DATASET CONTENT:
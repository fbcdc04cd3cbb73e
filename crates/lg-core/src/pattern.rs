//! Compiled URL patterns
//!
//! A network rule's pattern text is compiled once into a short op sequence.
//! Matching walks the ops left to right against the raw URL bytes. The runs
//! between `*` are placed at their leftmost fit, so a match costs at most
//! URL length times pattern length.

use std::fmt;

use crate::url::{host_label_starts, is_separator_char};

/// One step of a compiled pattern.
#[derive(Debug, Clone, PartialEq, Eq, Hash)]
pub enum PatternOp {
    /// Literal text (already lowercased unless the rule is case-sensitive)
    Literal(Box<str>),
    /// ABP `^`: one separator character, or the end of the URL
    Separator,
    /// ABP `*`: any run of characters
    Wildcard,
}

/// Where a pattern is allowed to start matching.
#[derive(Debug, Clone, Copy, PartialEq, Eq, Hash, Default)]
pub enum AnchorType {
    /// Anywhere in the URL
    #[default]
    None,
    /// `|` - only at the very start of the URL
    Left,
    /// `||` - only at the start of a hostname label
    Hostname,
}

/// A compiled, immutable URL pattern.
#[derive(Debug, Clone, PartialEq, Eq, Hash)]
pub struct Pattern {
    ops: Vec<PatternOp>,
    anchor: AnchorType,
    right_anchor: bool,
    match_case: bool,
}

impl Pattern {
    /// Compile the pattern body (anchors already stripped).
    pub fn compile(body: &str, anchor: AnchorType, right_anchor: bool, match_case: bool) -> Self {
        let mut ops: Vec<PatternOp> = Vec::new();
        let mut literal = String::new();

        for ch in body.chars() {
            match ch {
                '*' | '^' => {
                    if !literal.is_empty() {
                        ops.push(PatternOp::Literal(std::mem::take(&mut literal).into_boxed_str()));
                    }
                    if ch == '^' {
                        ops.push(PatternOp::Separator);
                    } else if ops.last() != Some(&PatternOp::Wildcard) {
                        ops.push(PatternOp::Wildcard);
                    }
                }
                _ if match_case => literal.push(ch),
                _ => literal.push(ch.to_ascii_lowercase()),
            }
        }
        if !literal.is_empty() {
            ops.push(PatternOp::Literal(literal.into_boxed_str()));
        }

        // An unanchored leading `*` and a trailing `*` change nothing.
        if anchor == AnchorType::None && ops.first() == Some(&PatternOp::Wildcard) {
            ops.remove(0);
        }
        let mut right_anchor = right_anchor;
        if ops.last() == Some(&PatternOp::Wildcard) {
            ops.pop();
            right_anchor = false;
        }

        Self {
            ops,
            anchor,
            right_anchor,
            match_case,
        }
    }

    pub fn ops(&self) -> &[PatternOp] {
        &self.ops
    }

    pub fn anchor(&self) -> AnchorType {
        self.anchor
    }

    pub fn has_right_anchor(&self) -> bool {
        self.right_anchor
    }

    pub fn is_case_sensitive(&self) -> bool {
        self.match_case
    }

    /// True when the pattern matches every URL.
    pub fn is_empty(&self) -> bool {
        self.ops.is_empty() && self.anchor == AnchorType::None && !self.right_anchor
    }

    /// Hostname a `||` pattern is pinned to, used as the index bucket key.
    ///
    /// Only returned when the host text is terminated (by `^`, `/`, `:` or a
    /// right anchor), so every URL the pattern can match has this name or one
    /// of its subdomains as host.
    pub fn hostname(&self) -> Option<String> {
        if self.anchor != AnchorType::Hostname {
            return None;
        }
        let first = match self.ops.first() {
            Some(PatternOp::Literal(lit)) => lit,
            _ => return None,
        };

        let host_len = first
            .bytes()
            .position(|b| !(b.is_ascii_alphanumeric() || b == b'.' || b == b'-'))
            .unwrap_or(first.len());
        let host = &first[..host_len];

        let terminated = if host_len < first.len() {
            matches!(first.as_bytes()[host_len], b'/' | b':' | b'?')
        } else {
            match self.ops.get(1) {
                Some(PatternOp::Separator) => true,
                None => self.right_anchor,
                _ => false,
            }
        };

        if !terminated || host.is_empty() || host.starts_with('.') || host.ends_with('.') {
            return None;
        }
        Some(host.to_ascii_lowercase())
    }

    /// Test the pattern against a full URL.
    pub fn matches(&self, url: &str) -> bool {
        let bytes = url.as_bytes();
        match self.anchor {
            AnchorType::Left => self.match_segments(bytes, 0, true),
            AnchorType::Hostname => host_label_starts(url).any(|start| self.match_segments(bytes, start, true)),
            AnchorType::None => self.match_segments(bytes, 0, false),
        }
    }

    /// Match the wildcard-separated segments in order.
    ///
    /// Each segment after a `*` is taken at its leftmost match: a later match
    /// never ends earlier, so it cannot leave more room for what follows.
    /// Only a right-anchored last segment has to be tried at every position.
    fn match_segments(&self, url: &[u8], start: usize, pinned: bool) -> bool {
        let mut pos = start;
        let mut pinned = pinned;
        let mut segments = self.ops.split(|op| *op == PatternOp::Wildcard).peekable();

        while let Some(segment) = segments.next() {
            let must_end = self.right_anchor && segments.peek().is_none();
            if pinned {
                match self.segment_at(url, segment, pos) {
                    Some(end) if !must_end || end == url.len() => pos = end,
                    _ => return false,
                }
            } else if must_end {
                return (pos..=url.len()).any(|p| self.segment_at(url, segment, p) == Some(url.len()));
            } else {
                match (pos..=url.len()).find_map(|p| self.segment_at(url, segment, p)) {
                    Some(end) => pos = end,
                    None => return false,
                }
            }
            pinned = false;
        }
        true
    }

    /// Match a wildcard-free run of ops at `pos`, returning where it ends.
    fn segment_at(&self, url: &[u8], segment: &[PatternOp], mut pos: usize) -> Option<usize> {
        for op in segment {
            match op {
                PatternOp::Literal(lit) => {
                    if !self.literal_at(url, pos, lit.as_bytes()) {
                        return None;
                    }
                    pos += lit.len();
                }
                PatternOp::Separator => {
                    if pos < url.len() {
                        if !is_separator_char(url[pos]) {
                            return None;
                        }
                        pos += 1;
                    }
                }
                PatternOp::Wildcard => {}
            }
        }
        Some(pos)
    }

    #[inline]
    fn literal_at(&self, url: &[u8], pos: usize, lit: &[u8]) -> bool {
        match url.get(pos..pos + lit.len()) {
            Some(window) if self.match_case => window == lit,
            Some(window) => window.eq_ignore_ascii_case(lit),
            None => false,
        }
    }
}

impl fmt::Display for Pattern {
    fn fmt(&self, f: &mut fmt::Formatter<'_>) -> fmt::Result {
        let mut body = String::new();
        for op in &self.ops {
            match op {
                PatternOp::Literal(lit) => body.push_str(&lit.replace('$', "\\$")),
                PatternOp::Separator => body.push('^'),
                PatternOp::Wildcard => body.push('*'),
            }
        }

        match self.anchor {
            AnchorType::None => {
                // Bodies that would read back as something else get a no-op `*`.
                let ambiguous = body.is_empty()
                    || body.starts_with(['|', '!', '[', '#'])
                    || body.starts_with("@@")
                    || (body.len() > 1 && body.starts_with('/') && body.ends_with('/'));
                if ambiguous {
                    f.write_str("*")?;
                }
            }
            AnchorType::Left => f.write_str("|")?,
            AnchorType::Hostname => f.write_str("||")?,
        }
        f.write_str(&body)?;
        if self.right_anchor {
            f.write_str("|")?;
        }
        Ok(())
    }
}

#[cfg(test)]
mod tests {
    use super::*;

    fn host(body: &str) -> Pattern {
        Pattern::compile(body, AnchorType::Hostname, false, false)
    }

    fn plain(body: &str) -> Pattern {
        Pattern::compile(body, AnchorType::None, false, false)
    }

    #[test]
    fn test_compile_ops() {
        let p = plain("/ads/*banner^");
        assert_eq!(
            p.ops(),
            &[
                PatternOp::Literal("/ads/".into()),
                PatternOp::Wildcard,
                PatternOp::Literal("banner".into()),
                PatternOp::Separator,
            ]
        );
    }

    #[test]
    fn test_compile_collapses_wildcards() {
        let p = plain("**ad***x**");
        assert_eq!(
            p.ops(),
            &[PatternOp::Literal("ad".into()), PatternOp::Wildcard, PatternOp::Literal("x".into())]
        );
    }

    #[test]
    fn test_hostname_anchor() {
        let p = host("ads.example^");
        assert!(p.matches("https://ads.example/x"));
        assert!(p.matches("http://sub.ads.example/"));
        assert!(p.matches("https://ads.example"));
        assert!(p.matches("https://ads.example:8443/"));
        assert!(!p.matches("https://notads.example/"));
        assert!(!p.matches("https://ads.example.com/"));
        assert!(!p.matches("https://site.test/?u=ads.example/"));
    }

    #[test]
    fn test_left_and_right_anchor() {
        let p = Pattern::compile("https://ads.", AnchorType::Left, false, false);
        assert!(p.matches("https://ads.example/"));
        assert!(!p.matches("http://x.test/https://ads."));

        let p = Pattern::compile(".swf", AnchorType::None, true, false);
        assert!(p.matches("https://x.test/movie.swf"));
        assert!(!p.matches("https://x.test/movie.swf?x=1"));
    }

    #[test]
    fn test_wildcard_backtracking() {
        let p = plain("/a*b/c");
        assert!(p.matches("https://x.test/a1b/d/a2b/c"));
        assert!(!p.matches("https://x.test/a1b/d"));
    }

    #[test]
    fn test_many_wildcards_on_long_url() {
        let url = format!("https://x.test{}", "/a".repeat(60));
        let p = plain("/*/*/*/*/*/*/*/zz");
        let started = std::time::Instant::now();
        assert!(!p.matches(&url));
        assert!(started.elapsed() < std::time::Duration::from_secs(1));

        assert!(p.matches(&format!("{url}/zz")));
        let p = Pattern::compile("/*/*/*/*/*/*/a", AnchorType::None, true, false);
        assert!(p.matches(&url));
    }

    #[test]
    fn test_right_anchored_last_segment() {
        let p = Pattern::compile("/ads/*.js", AnchorType::None, true, false);
        assert!(p.matches("https://x.test/ads/a.js/b.js"));
        assert!(!p.matches("https://x.test/ads/a.js?v=1"));

        let p = Pattern::compile("x.test/*^", AnchorType::Hostname, true, false);
        assert!(p.matches("https://x.test/a/"));
        assert!(p.matches("https://x.test/a"));
    }

    #[test]
    fn test_separator_matches_end() {
        let p = plain("/track^");
        assert!(p.matches("https://x.test/track"));
        assert!(p.matches("https://x.test/track?id=1"));
        assert!(!p.matches("https://x.test/tracker"));
        assert!(!p.matches("https://x.test/track.js"));
    }

    #[test]
    fn test_case_sensitivity() {
        let p = plain("/Banner");
        assert!(p.matches("https://x.test/BANNER.png"));

        let p = Pattern::compile("/Banner", AnchorType::None, false, true);
        assert!(p.matches("https://x.test/Banner.png"));
        assert!(!p.matches("https://x.test/banner.png"));
    }

    #[test]
    fn test_hostname_key() {
        assert_eq!(host("ads.example^").hostname().as_deref(), Some("ads.example"));
        assert_eq!(host("Ads.Example/path").hostname().as_deref(), Some("ads.example"));
        assert_eq!(host("ads.example:8080").hostname().as_deref(), Some("ads.example"));
        assert_eq!(
            Pattern::compile("ads.example", AnchorType::Hostname, true, false).hostname().as_deref(),
            Some("ads.example")
        );
        assert_eq!(host("ads.example").hostname(), None);
        assert_eq!(host("ads.exa*^").hostname(), None);
        assert_eq!(plain("ads.example^").hostname(), None);
    }

    #[test]
    fn test_display() {
        assert_eq!(host("ads.example^").to_string(), "||ads.example^");
        assert_eq!(plain("/Ads/*.js").to_string(), "/ads/*.js");
        assert_eq!(Pattern::compile("x", AnchorType::Left, true, false).to_string(), "|x|");
        assert_eq!(plain("").to_string(), "*");
        assert_eq!(plain("/banner/").to_string(), "*/banner/");
        assert_eq!(plain("pay$").to_string(), "pay\\$");
    }
}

GOAL OF THE EXERCISE: Of the entries listed above, reproduce only the lines starting at the line containing "let terminated = if" and ending at the line containing "let mut pinned = pinned;". Include both, exactly as they stand.

FINISHED TASK:
        let terminated = if host_len < first.len() {
            matches!(first.as_bytes()[host_len], b'/' | b':' | b'?')
        } else {
            match self.ops.get(1) {
                Some(PatternOp::Separator) => true,
                None => self.right_anchor,
                _ => false,
            }
        };

        if !terminated || host.is_empty() || host.starts_with('.') || host.ends_with('.') {
            return None;
        }
        Some(host.to_ascii_lowercase())
    }

    /// Test the pattern against a full URL.
    pub fn matches(&self, url: &str) -> bool {
        let bytes = url.as_bytes();
        match self.anchor {
            AnchorType::Left => self.match_segments(bytes, 0, true),
            AnchorType::Hostname => host_label_starts(url).any(|start| self.match_segments(bytes, start, true)),
            AnchorType::None => self.match_segments(bytes, 0, false),
        }
    }

    /// Match the wildcard-separated segments in order.
    ///
    /// Each segment after a `*` is taken at its leftmost match: a later match
    /// never ends earlier, so it cannot leave more room for what follows.
    /// Only a right-anchored last segment has to be tried at every position.
    fn match_segments(&self, url: &[u8], start: usize, pinned: bool) -> bool {
        let mut pos = start;
        let mut pinned = pinned;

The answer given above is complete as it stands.